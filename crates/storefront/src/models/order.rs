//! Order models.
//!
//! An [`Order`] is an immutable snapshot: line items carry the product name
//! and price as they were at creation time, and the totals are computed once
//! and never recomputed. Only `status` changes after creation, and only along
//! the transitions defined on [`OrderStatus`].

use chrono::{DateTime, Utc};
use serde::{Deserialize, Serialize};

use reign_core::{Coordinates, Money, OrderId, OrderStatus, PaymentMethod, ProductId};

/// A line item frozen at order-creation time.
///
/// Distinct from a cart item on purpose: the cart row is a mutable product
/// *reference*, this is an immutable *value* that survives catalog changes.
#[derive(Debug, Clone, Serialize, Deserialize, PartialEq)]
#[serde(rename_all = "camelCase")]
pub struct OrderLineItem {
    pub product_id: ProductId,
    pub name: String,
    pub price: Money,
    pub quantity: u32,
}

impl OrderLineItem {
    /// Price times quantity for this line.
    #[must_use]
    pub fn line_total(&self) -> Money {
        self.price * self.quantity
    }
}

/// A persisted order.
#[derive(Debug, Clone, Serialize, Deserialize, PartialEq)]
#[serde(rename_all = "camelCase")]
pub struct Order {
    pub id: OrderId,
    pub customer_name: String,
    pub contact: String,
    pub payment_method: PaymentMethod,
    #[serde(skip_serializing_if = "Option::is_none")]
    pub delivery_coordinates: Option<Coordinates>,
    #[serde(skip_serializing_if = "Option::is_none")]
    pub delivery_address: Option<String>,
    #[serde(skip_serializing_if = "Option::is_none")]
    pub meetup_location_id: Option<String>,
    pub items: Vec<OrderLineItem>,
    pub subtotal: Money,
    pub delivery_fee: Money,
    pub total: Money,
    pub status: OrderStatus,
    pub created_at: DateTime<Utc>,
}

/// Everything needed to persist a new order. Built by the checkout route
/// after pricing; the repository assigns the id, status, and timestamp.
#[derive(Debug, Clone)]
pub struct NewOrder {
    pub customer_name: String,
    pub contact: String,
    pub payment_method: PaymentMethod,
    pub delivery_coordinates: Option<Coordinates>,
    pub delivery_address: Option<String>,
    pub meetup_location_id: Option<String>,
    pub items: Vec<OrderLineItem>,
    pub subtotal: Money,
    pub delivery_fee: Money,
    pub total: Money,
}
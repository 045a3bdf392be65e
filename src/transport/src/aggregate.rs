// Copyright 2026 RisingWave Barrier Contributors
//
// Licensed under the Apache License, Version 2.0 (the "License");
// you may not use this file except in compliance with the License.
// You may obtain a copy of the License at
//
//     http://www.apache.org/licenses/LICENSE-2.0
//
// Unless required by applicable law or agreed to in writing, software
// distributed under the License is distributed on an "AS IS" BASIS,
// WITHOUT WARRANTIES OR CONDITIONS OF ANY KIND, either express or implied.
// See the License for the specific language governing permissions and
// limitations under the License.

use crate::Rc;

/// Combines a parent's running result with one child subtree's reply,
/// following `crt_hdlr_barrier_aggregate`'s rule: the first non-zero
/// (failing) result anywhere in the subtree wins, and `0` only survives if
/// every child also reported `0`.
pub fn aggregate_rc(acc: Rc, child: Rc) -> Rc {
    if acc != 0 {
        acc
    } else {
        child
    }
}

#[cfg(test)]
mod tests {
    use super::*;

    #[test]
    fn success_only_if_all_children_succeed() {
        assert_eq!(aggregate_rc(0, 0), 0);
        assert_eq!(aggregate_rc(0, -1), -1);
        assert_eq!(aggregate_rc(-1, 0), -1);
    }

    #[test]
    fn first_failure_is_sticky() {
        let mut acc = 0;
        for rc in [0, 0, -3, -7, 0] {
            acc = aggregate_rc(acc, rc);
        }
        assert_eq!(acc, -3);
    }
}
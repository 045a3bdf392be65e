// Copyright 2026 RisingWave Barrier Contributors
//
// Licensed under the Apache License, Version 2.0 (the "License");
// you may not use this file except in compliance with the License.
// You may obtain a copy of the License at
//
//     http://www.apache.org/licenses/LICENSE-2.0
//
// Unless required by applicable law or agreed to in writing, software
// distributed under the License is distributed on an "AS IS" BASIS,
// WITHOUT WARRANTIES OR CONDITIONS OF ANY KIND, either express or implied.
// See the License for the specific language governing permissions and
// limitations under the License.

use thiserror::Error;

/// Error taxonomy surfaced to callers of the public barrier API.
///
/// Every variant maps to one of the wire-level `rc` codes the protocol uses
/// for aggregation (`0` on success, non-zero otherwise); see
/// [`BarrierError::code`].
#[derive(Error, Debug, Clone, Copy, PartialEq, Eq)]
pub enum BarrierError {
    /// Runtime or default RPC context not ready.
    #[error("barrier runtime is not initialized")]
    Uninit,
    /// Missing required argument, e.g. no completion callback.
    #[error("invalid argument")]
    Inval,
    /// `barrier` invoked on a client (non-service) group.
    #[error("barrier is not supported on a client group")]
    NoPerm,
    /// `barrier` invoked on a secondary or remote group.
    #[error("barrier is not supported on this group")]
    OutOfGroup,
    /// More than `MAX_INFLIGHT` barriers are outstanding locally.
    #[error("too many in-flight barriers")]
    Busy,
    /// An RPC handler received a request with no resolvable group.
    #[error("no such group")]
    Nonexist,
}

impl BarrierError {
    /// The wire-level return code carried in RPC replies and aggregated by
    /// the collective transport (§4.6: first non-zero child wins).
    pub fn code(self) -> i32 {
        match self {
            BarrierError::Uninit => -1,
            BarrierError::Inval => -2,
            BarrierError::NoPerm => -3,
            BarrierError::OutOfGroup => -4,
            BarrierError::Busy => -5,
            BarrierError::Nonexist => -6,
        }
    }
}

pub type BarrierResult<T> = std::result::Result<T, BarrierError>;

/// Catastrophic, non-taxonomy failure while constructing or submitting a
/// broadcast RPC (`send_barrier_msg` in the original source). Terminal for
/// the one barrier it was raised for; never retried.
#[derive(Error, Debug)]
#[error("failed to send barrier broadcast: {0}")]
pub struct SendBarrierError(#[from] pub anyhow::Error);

____

## What to work on
Each line from the top of the records above through the line containing "A persisted order." needs to be transcribed exactly, and no line after it.

## Answer to the problem
filename crates/storefront/src/models/order.rs
//! Order models.
//!
//! An [`Order`] is an immutable snapshot: line items carry the product name
//! and price as they were at creation time, and the totals are computed once
//! and never recomputed. Only `status` changes after creation, and only along
//! the transitions defined on [`OrderStatus`].

use chrono::{DateTime, Utc};
use serde::{Deserialize, Serialize};

use reign_core::{Coordinates, Money, OrderId, OrderStatus, PaymentMethod, ProductId};

/// A line item frozen at order-creation time.
///
/// Distinct from a cart item on purpose: the cart row is a mutable product
/// *reference*, this is an immutable *value* that survives catalog changes.
#[derive(Debug, Clone, Serialize, Deserialize, PartialEq)]
#[serde(rename_all = "camelCase")]
pub struct OrderLineItem {
    pub product_id: ProductId,
    pub name: String,
    pub price: Money,
    pub quantity: u32,
}

impl OrderLineItem {
    /// Price times quantity for this line.
    #[must_use]
    pub fn line_total(&self) -> Money {
        self.price * self.quantity
    }
}

/// A persisted order.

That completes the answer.